We all end up rooting for the underdog, don’t we? From humble beginnings to a series of trials, tribulations, knockbacks and naysayers, Neil Marshall has had ’em all. Many will harbour plenty good will for his one-two cult hits of Dog Soldiers and The Descent, both British gold standard uncompromising horrors of the early-to-mid noughties. Some will find plenty to like in his misunderstood Doomsday, a wild and jam-packed mishmash of Mad Max, 28 Days Later… and even Excalibur. He found a wider audience in mega-budget TV with two of Game of Thrones‘ most epic episodes, and even landed an ambitious reboot job on 2019’s Hellboy. Nominally his worst film, it was hampered by Lionsgate’s insatiable desire for its very own Deadpool, and ended up as a hot mess with a tone as unpleasant as its sickly colour palette. Marshall wasted no time in disowning the film, definitively damning it by stating: “There’s nothing of me in that movie.” The experience left him with a burning desire to get back to basics, and teaming up with diverse horror platform Shudder and new creative partner/wife Charlotte Kirk, he set to work on doing things his own way. With 2020’s witchfinder horror The Reckoning and now action horror The Lair, a new opportunity appeared for Marshall to remind people why they loved him in the first place: his scrappy independent spirit. Does The Lair present an exciting, fresh chapter for one of the UK’s leading horrormakers? Guttingly, absolutely not.

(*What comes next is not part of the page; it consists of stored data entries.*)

//! Daemon bootstrap (C4): turning a foreground `daemon start` invocation into
//! a detached, singleton, request-serving process, and `daemon stop` into a
//! clean shutdown signal to that process.

use std::ffi::CString;
use std::fs::File;
use std::io::{Read, Write};
use std::path::Path;
use std::sync::atomic::{AtomicBool, Ordering};

use anyhow::{Context, Result, bail};
use nix::sys::signal::{SigHandler, Signal, kill, signal};
use nix::sys::stat::Mode;
use nix::unistd::{ForkResult, Pid, chdir, dup2, fork, getpid, mkfifo, setsid, unlink};

use crate::config;
use crate::ipc::{PidCell, SharedQueue, TryLockOutcome, singleton::SingletonLock};
use crate::protocol::{
  SIG_FAILURE, SIG_TERMINATE, handshake_pipe_path, pid_cell_name, queue_name, singleton_name,
};

use super::dispatcher;
use super::shutdown::install_handler;
use super::worker::WorkerPool;

const LOG_FILE: &str = "/tmp/cmdld.log";
const HANDSHAKE_TIMEOUT_SECS: u32 = 5;

static HANDSHAKE_TIMED_OUT: AtomicBool = AtomicBool::new(false);

extern "C" fn handle_sigalrm(_: libc::c_int) {
  HANDSHAKE_TIMED_OUT.store(true, Ordering::Release);
}

/// Try-locks the singleton before doing anything else, so a collision is
/// reported on the starter's own stderr instead of being silently swallowed
/// after the process has already detached. Forks, lets the child daemonise
/// itself and report back over a handshake pipe, and waits in the foreground
/// until that handshake completes or times out.
pub fn start(config_path: &Path) -> Result<()> {
  let lock = match SingletonLock::try_acquire(&singleton_name())? {
    TryLockOutcome::AlreadyRunning => {
      bail!("another instance is already running");
    }
    TryLockOutcome::Acquired(lock) => lock,
  };

  let starter_pid = getpid();
  let handshake_path = handshake_pipe_path(starter_pid.as_raw());
  mkfifo(handshake_path.as_str(), Mode::from_bits_truncate(0o600))
    .context("failed to create handshake pipe")?;

  // SAFETY: the child immediately calls daemonise_and_run, which either runs
  // the dispatcher loop for the daemon's entire lifetime or exits; it never
  // returns through ordinary control flow shared with the parent.
  match unsafe { fork() }.context("fork failed")? {
    ForkResult::Parent { child: _ } => {
      // Dropping here only closes the parent's own view of the semaphore
      // mapping (sem_close); the lock itself stays held system-wide, since
      // the child inherited the same mapping across the fork and now owns
      // the value moved into daemonise_and_run below.
      drop(lock);
      await_handshake(&handshake_path)
    }
    ForkResult::Child => {
      daemonise_and_run(config_path, &handshake_path, lock);
      unreachable!("daemonise_and_run never returns");
    }
  }
}

/// Waits for the daemonised child's handshake, bounded by a 5-second alarm
/// so a child that crashes before signaling back doesn't wedge the starter.
fn await_handshake(handshake_path: &str) -> Result<()> {
  // SAFETY: the handler only stores to an AtomicBool, which is
  // async-signal-safe; no allocation, locking, or I/O happens in the handler.
  unsafe {
    signal(Signal::SIGALRM, SigHandler::Handler(handle_sigalrm))
      .context("failed to install SIGALRM handler")?;
  }
  HANDSHAKE_TIMED_OUT.store(false, Ordering::Release);
  // SAFETY: alarm() only schedules a future signal delivery.
  unsafe { libc::alarm(HANDSHAKE_TIMEOUT_SECS) };

  // The open blocks until the child opens its write end; this is the call
  // the alarm is really guarding against.
  let open_result = File::open(handshake_path);
  // SAFETY: cancels the pending alarm now that we have an answer either way.
  unsafe { libc::alarm(0) };

  let mut file = match open_result {
    Ok(file) => file,
    Err(err) => {
      let _ = unlink(handshake_path);
      if HANDSHAKE_TIMED_OUT.load(Ordering::Acquire) {
        bail!("failed to start");
      }
      return Err(err).context("failed to open handshake pipe");
    }
  };

  let mut verdict = [0u8; 1];
  let read = file
    .read(&mut verdict)
    .context("failed to read daemon handshake")?;
  let _ = unlink(handshake_path);
  if read == 0 || verdict[0] != 1 {
    bail!("failed to start");
  }
  Ok(())
}

fn signal_handshake(handshake_path: &str, success: bool) {
  if let Ok(mut file) = File::options().write(true).open(handshake_path) {
    let _ = file.write_all(&[success as u8]);
  }
}

/// Runs only in the forked child. Detaches from the controlling terminal and
/// either serves requests until shutdown or reports a startup failure back
/// to the waiting starter process.
fn daemonise_and_run(config_path: &Path, handshake_path: &str, lock: SingletonLock) -> ! {
  let _ = setsid();
  let _ = chdir("/");
  redirect_stdio();
  init_logging();

  match run_daemon(config_path, handshake_path, lock) {
    Ok(()) => std::process::exit(0),
    Err(err) => {
      log::error!("daemon: {err:#}");
      signal_handshake(handshake_path, false);
      std::process::exit(1);
    }
  }
}

fn redirect_stdio() {
  let Ok(null) = CString::new("/dev/null") else {
    return;
  };
  let Ok(log) = CString::new(LOG_FILE) else {
    return;
  };
  // SAFETY: both paths are valid NUL-terminated strings; the resulting fds
  // are immediately duped onto the standard descriptors and closed.
  unsafe {
    let devnull = libc::open(null.as_ptr(), libc::O_RDONLY);
    if devnull >= 0 {
      let _ = dup2(devnull, libc::STDIN_FILENO);
      libc::close(devnull);
    }
    let logfd = libc::open(log.as_ptr(), libc::O_WRONLY | libc::O_CREAT | libc::O_APPEND, 0o600);
    if logfd >= 0 {
      let _ = dup2(logfd, libc::STDOUT_FILENO);
      let _ = dup2(logfd, libc::STDERR_FILENO);
      libc::close(logfd);
    }
  }
}

fn init_logging() {
  let _ = env_logger::Builder::from_env(env_logger::Env::default().default_filter_or("info"))
    .format_timestamp_secs()
    .try_init();
}

fn run_daemon(config_path: &Path, handshake_path: &str, lock: SingletonLock) -> Result<()> {
  let cfg = config::load(config_path).context("failed to load configuration")?;
  log::info!(
    "daemon: configuration loaded, worker_max={} queue_max={}",
    cfg.daemon_worker_max,
    cfg.request_queue_max
  );

  let queue = SharedQueue::create(&queue_name(), cfg.request_queue_max)
    .context("failed to create shared request queue")?;
  let _pid_cell =
    PidCell::store(&pid_cell_name(), getpid().as_raw()).context("failed to publish daemon pid")?;
  install_handler()?;
  let pool = WorkerPool::spawn(cfg.daemon_worker_max).context("failed to spawn worker pool")?;

  log::info!("daemon: bootstrap complete, pid={}", getpid());
  signal_handshake(handshake_path, true);

  dispatcher::run(&queue, &pool)?;

  log::info!("daemon: shutting down");
  let stranded = pool.shutdown();
  for pid in stranded {
    log::warn!("daemon: failing in-flight request for pid {pid} at shutdown");
    let _ = kill(Pid::from_raw(pid), SIG_FAILURE);
  }
  SharedQueue::dispose(&queue_name()).context("failed to dispose of the request queue")?;
  PidCell::unlink(&pid_cell_name()).context("failed to remove the pid cell")?;
  lock.release().context("failed to release the singleton lock")?;
  log::info!("daemon: stopped");
  Ok(())
}

/// Try-locks the singleton first: if it's free, there's no daemon to stop, so
/// the probe's own ghost semaphore is released and this reports failure.
/// Otherwise, loads the live daemon's pid and sends it the terminate signal.
pub fn stop() -> Result<()> {
  match SingletonLock::try_acquire(&singleton_name())? {
    TryLockOutcome::Acquired(lock) => {
      lock
        .release()
        .context("failed to release probe singleton lock")?;
      bail!("no instance is running");
    }
    TryLockOutcome::AlreadyRunning => {
      let pid = PidCell::load(&pid_cell_name()).context("failed to read daemon pid")?;
      kill(Pid::from_raw(pid), SIG_TERMINATE)
        .with_context(|| format!("failed to signal daemon process {pid}"))?;
      Ok(())
    }
  }
}
pub mod pidcell;
pub mod queue;
pub mod sem;
pub mod shm;
pub mod singleton;

pub use pidcell::PidCell;
pub use queue::SharedQueue;
pub use sem::{NamedSemaphore, PrivateSemaphore};
pub use singleton::{SingletonLock, TryLockOutcome};
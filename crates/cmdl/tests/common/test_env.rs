use std::path::PathBuf;

use anyhow::Result;
use assert_cmd::Command;
use tempfile::{Builder, TempDir};

/// An isolated sandbox for one test: its own working directory (holding
/// `cmdld.conf`) and its own namespace suffix for the daemon's POSIX named
/// objects, so concurrent tests never collide on `/cmdl_shm_queue` et al.
pub struct TestEnv {
  dir: TempDir,
  namespace: String,
}

impl TestEnv {
  pub fn new() -> Self {
    let dir = Builder::new()
      .prefix("cmdl-test-")
      .tempdir_in(tmp_root())
      .expect("temp dir");
    let namespace = format!(
      "{}_{}",
      std::process::id(),
      std::time::SystemTime::now()
        .duration_since(std::time::UNIX_EPOCH)
        .map(|d| d.as_nanos())
        .unwrap_or(0)
    );
    Self { dir, namespace }
  }

  pub fn path(&self) -> &std::path::Path {
    self.dir.path()
  }

  pub fn namespace(&self) -> &str {
    &self.namespace
  }

  /// Writes `cmdld.conf` into the sandbox with the given worker/queue limits.
  pub fn write_config(&self, daemon_worker_max: u32, request_queue_max: u32) -> Result<PathBuf> {
    let path = self.path().join("cmdld.conf");
    std::fs::write(
      &path,
      format!(
        "daemon_worker_max = {daemon_worker_max}\nrequest_queue_max = {request_queue_max}\n"
      ),
    )?;
    Ok(path)
  }

  fn base_cmd(&self, bin: &str) -> Result<Command> {
    let mut cmd = Command::cargo_bin(bin)?;
    cmd.current_dir(self.path());
    cmd.env("CMDL_TEST_NAMESPACE", &self.namespace);
    Ok(cmd)
  }

  pub fn daemon(&self) -> Result<Command> {
    self.base_cmd("daemon")
  }

  pub fn client(&self) -> Result<Command> {
    self.base_cmd("client")
  }

  pub fn stop_daemon_best_effort(&self) {
    if let Ok(mut cmd) = self.daemon() {
      let _ = cmd.arg("stop").output();
    }
  }
}

impl Drop for TestEnv {
  fn drop(&mut self) {
    self.stop_daemon_best_effort();
  }
}

fn tmp_root() -> PathBuf {
  let manifest_dir = PathBuf::from(env!("CARGO_MANIFEST_DIR"));
  let workspace_root = manifest_dir
    .parent()
    .and_then(|p| p.parent())
    .unwrap_or(&manifest_dir)
    .to_path_buf();
  let root = workspace_root.join("target").join("test-tmp");
  let _ = std::fs::create_dir_all(&root);
  root
}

Co-writer and producer Kirk also leads the action as RAF pilot Capt. Kate Sinclair, who is downed by Taliban insurgents during a routine flight in the mountains of Afghanistan. An ensuing firefight leads her to take shelter in an underground bunker, which turns out to be a decrepit Soviet facility housing a gaggle of humanoid flesheaters known as Ravagers. Barely getting away with her life, a few stitches later and a good night’s rest sees her team up with a “Dirty half-Dozen” of American soldiers on the edge of the war to take the fight to these hard-to-kill monsters of the week.

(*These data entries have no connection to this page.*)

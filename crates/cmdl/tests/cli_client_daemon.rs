//! End-to-end scenarios driving the real `daemon` and `client` binaries,
//! covering the request/response round trip, failure propagation, rejection
//! when the daemon isn't running, and the singleton lock.

mod common;

use std::thread;
use std::time::Duration;

use predicates::str::contains;
use serial_test::serial;

use common::test_env::TestEnv;

fn wait_for_daemon_ready() {
  // The `daemon start` foreground invocation already blocks on the handshake
  // pipe until the background process reports itself bootstrapped, so by the
  // time it returns the queue exists; this just gives the OS a moment to
  // finish scheduling the detached process before the next command runs.
  thread::sleep(Duration::from_millis(50));
}

#[test]
#[serial]
fn client_streams_successful_command_output() {
  let env = TestEnv::new();
  env.write_config(4, 16).unwrap();

  env.daemon().unwrap().arg("start").assert().success();
  wait_for_daemon_ready();

  env
    .client()
    .unwrap()
    .arg("echo hello")
    .assert()
    .success()
    .stdout(contains("hello"));

  env.daemon().unwrap().arg("stop").assert().success();
}

#[test]
#[serial]
fn client_reports_failure_for_a_failing_command() {
  let env = TestEnv::new();
  env.write_config(4, 16).unwrap();

  env.daemon().unwrap().arg("start").assert().success();
  wait_for_daemon_ready();

  env
    .client()
    .unwrap()
    .arg("exit 1")
    .assert()
    .failure();

  env.daemon().unwrap().arg("stop").assert().success();
}

#[test]
#[serial]
fn client_errors_cleanly_when_no_daemon_is_running() {
  let env = TestEnv::new();
  env
    .client()
    .unwrap()
    .arg("echo hello")
    .assert()
    .failure()
    .stderr(contains("failed to reach daemon"));
}

#[test]
#[serial]
fn second_daemon_start_is_rejected_while_one_is_running() {
  let env = TestEnv::new();
  env.write_config(4, 16).unwrap();

  env.daemon().unwrap().arg("start").assert().success();
  wait_for_daemon_ready();

  env.daemon().unwrap().arg("start").assert().failure();

  env.daemon().unwrap().arg("stop").assert().success();
}

#[test]
#[serial]
fn client_without_a_command_prints_usage_and_fails() {
  let env = TestEnv::new();
  env
    .client()
    .unwrap()
    .assert()
    .failure()
    .stdout(contains("Usage: client"));
}

#[test]
#[serial]
fn daemon_with_unknown_subcommand_prints_usage_and_fails() {
  let env = TestEnv::new();
  env
    .daemon()
    .unwrap()
    .arg("bogus")
    .assert()
    .failure()
    .stdout(contains("Usage: daemon"));
}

He does his best to offer a wink and a smile to his dreadful dialogue, but there’s only so much chiselled jawline to hide behind after a while.

Sounds fun! A dark, atmospheric setting, bantering grunts and practical effect-heavy villains is precisely Marshall’s wheelhouse, who clearly delights in this approach that owes debts to 80s cult cinema. Yet no matter how entertaining Marshall is finding his own film, it’s the product at the other end for paying audiences that the film lives and dies by. And die it does, quite spectacularly in fact, as Marshall mistakes reverence for the films of his teenage years with derivativity, populating his cast of characters with broad stereotype after broad stereotype. While this sort of material should really aim for cartoonish characters to give the action some pep, the multitude of feeble attempts to give personality to these paper-thin archetypes seriously hamper a game cast with some embarrassing material. Take Cornish actor Leon Ockenden’s wise-cracking hunk Sgt. Oswald Jones, an insane Welsh cliché that can’t go five seconds without mentioning rugby, rough nights-out in Cardiff or saying “What’s occurring?” He does his best to offer a wink and a smile to his dreadful dialogue, but there’s only so much chiselled jawline to hide behind after a while. The rest of the Brits in the supporting cast are relegated to some even more woeful American accents, with special mention going out to eyepatched wacko Major Roy Finch, played by Jamie Bamber doing the broadest, most extended Matthew McConaughey impression your ears will ever endure. Marshall and Kirk have written a character in him so hackneyed you’re never sure if he’s going to end his sentence with a hoo-rah or a yee-haw, and it’s that level of Looney Tunes-esque nonsense that cannot be matched by the otherwise po-faced tone.  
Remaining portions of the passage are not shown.